- [Task directions] Scan the entries below and extract each line with the word "UnmatchedGather" in it.

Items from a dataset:

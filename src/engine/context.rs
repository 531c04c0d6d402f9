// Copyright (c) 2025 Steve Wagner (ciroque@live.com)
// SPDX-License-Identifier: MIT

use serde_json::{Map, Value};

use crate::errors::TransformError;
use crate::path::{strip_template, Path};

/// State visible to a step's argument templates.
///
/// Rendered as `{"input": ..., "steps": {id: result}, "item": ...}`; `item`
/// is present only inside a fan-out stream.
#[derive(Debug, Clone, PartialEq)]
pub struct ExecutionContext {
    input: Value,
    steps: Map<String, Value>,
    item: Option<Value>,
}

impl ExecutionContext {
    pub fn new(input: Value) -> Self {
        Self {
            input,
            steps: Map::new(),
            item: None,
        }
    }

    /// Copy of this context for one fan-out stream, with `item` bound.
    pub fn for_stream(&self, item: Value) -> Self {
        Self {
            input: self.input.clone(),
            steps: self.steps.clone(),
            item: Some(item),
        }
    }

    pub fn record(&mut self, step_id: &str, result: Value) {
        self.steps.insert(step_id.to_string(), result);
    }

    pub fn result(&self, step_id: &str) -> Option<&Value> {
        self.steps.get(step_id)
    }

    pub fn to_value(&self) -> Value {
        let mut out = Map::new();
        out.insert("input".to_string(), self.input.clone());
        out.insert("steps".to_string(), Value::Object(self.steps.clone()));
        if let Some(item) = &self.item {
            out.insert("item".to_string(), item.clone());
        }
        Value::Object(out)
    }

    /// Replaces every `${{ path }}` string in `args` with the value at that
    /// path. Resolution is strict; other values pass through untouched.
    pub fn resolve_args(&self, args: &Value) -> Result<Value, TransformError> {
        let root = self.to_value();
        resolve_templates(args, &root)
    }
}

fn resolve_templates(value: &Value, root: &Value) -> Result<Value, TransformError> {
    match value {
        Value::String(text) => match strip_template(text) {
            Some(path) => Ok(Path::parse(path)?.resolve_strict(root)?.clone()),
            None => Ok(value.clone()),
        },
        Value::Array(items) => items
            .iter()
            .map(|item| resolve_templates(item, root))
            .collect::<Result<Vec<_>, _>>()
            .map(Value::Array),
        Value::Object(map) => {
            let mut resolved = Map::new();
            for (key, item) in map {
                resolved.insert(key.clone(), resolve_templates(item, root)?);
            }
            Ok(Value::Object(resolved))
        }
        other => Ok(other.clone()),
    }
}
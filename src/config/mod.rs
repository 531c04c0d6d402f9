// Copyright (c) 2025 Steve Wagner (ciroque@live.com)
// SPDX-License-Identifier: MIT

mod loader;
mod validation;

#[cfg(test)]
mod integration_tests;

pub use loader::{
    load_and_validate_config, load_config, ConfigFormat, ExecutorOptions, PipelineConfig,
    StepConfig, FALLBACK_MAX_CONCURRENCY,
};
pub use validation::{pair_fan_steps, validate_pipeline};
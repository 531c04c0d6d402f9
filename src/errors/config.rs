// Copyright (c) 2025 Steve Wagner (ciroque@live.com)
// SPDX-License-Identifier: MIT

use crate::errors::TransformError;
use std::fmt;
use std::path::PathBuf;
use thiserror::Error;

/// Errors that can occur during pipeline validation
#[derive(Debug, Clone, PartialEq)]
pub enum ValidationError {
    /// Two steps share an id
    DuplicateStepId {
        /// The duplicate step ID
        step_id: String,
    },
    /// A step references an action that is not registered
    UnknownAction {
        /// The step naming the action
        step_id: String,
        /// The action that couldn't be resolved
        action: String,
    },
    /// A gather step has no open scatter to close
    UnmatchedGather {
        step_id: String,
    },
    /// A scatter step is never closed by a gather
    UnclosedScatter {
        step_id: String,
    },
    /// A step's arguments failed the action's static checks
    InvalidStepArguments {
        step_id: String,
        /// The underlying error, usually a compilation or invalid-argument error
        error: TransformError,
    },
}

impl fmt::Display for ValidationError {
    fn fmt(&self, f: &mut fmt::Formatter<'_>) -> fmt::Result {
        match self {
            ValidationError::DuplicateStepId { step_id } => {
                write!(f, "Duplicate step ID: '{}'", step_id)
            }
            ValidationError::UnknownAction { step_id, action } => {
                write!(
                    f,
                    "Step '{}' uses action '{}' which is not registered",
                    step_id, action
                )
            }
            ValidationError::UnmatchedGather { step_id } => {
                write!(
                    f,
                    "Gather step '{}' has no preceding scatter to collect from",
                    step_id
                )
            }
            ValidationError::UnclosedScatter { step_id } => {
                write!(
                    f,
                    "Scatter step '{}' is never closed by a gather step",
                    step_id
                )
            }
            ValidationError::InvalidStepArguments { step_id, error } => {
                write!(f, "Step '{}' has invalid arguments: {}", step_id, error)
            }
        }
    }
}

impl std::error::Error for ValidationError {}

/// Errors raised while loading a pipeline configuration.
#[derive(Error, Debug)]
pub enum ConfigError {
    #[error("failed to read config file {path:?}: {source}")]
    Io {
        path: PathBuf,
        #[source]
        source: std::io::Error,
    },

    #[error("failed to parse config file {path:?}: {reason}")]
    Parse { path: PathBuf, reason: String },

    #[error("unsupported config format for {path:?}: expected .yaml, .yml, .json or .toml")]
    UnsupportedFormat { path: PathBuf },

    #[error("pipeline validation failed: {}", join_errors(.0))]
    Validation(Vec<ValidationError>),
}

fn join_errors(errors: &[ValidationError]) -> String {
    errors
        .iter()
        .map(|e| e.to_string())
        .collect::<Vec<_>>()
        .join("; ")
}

* * *

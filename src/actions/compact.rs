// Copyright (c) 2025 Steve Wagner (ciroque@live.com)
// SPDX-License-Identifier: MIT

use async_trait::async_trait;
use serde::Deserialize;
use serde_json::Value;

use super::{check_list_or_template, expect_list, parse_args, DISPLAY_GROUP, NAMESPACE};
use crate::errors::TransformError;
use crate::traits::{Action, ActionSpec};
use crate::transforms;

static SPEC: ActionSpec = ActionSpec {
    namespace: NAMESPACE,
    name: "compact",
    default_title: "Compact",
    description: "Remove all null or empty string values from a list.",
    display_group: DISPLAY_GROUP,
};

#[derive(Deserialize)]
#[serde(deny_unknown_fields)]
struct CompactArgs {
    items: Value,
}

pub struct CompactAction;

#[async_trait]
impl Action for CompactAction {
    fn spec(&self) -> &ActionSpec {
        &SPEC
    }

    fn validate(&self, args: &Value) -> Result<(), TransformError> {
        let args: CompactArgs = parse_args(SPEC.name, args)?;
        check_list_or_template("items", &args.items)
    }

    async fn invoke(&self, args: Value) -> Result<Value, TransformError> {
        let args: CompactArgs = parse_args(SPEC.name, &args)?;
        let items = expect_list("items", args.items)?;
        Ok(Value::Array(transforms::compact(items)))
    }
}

- [Exercise output]
    UnmatchedGather {
            ValidationError::UnmatchedGather { step_id } => {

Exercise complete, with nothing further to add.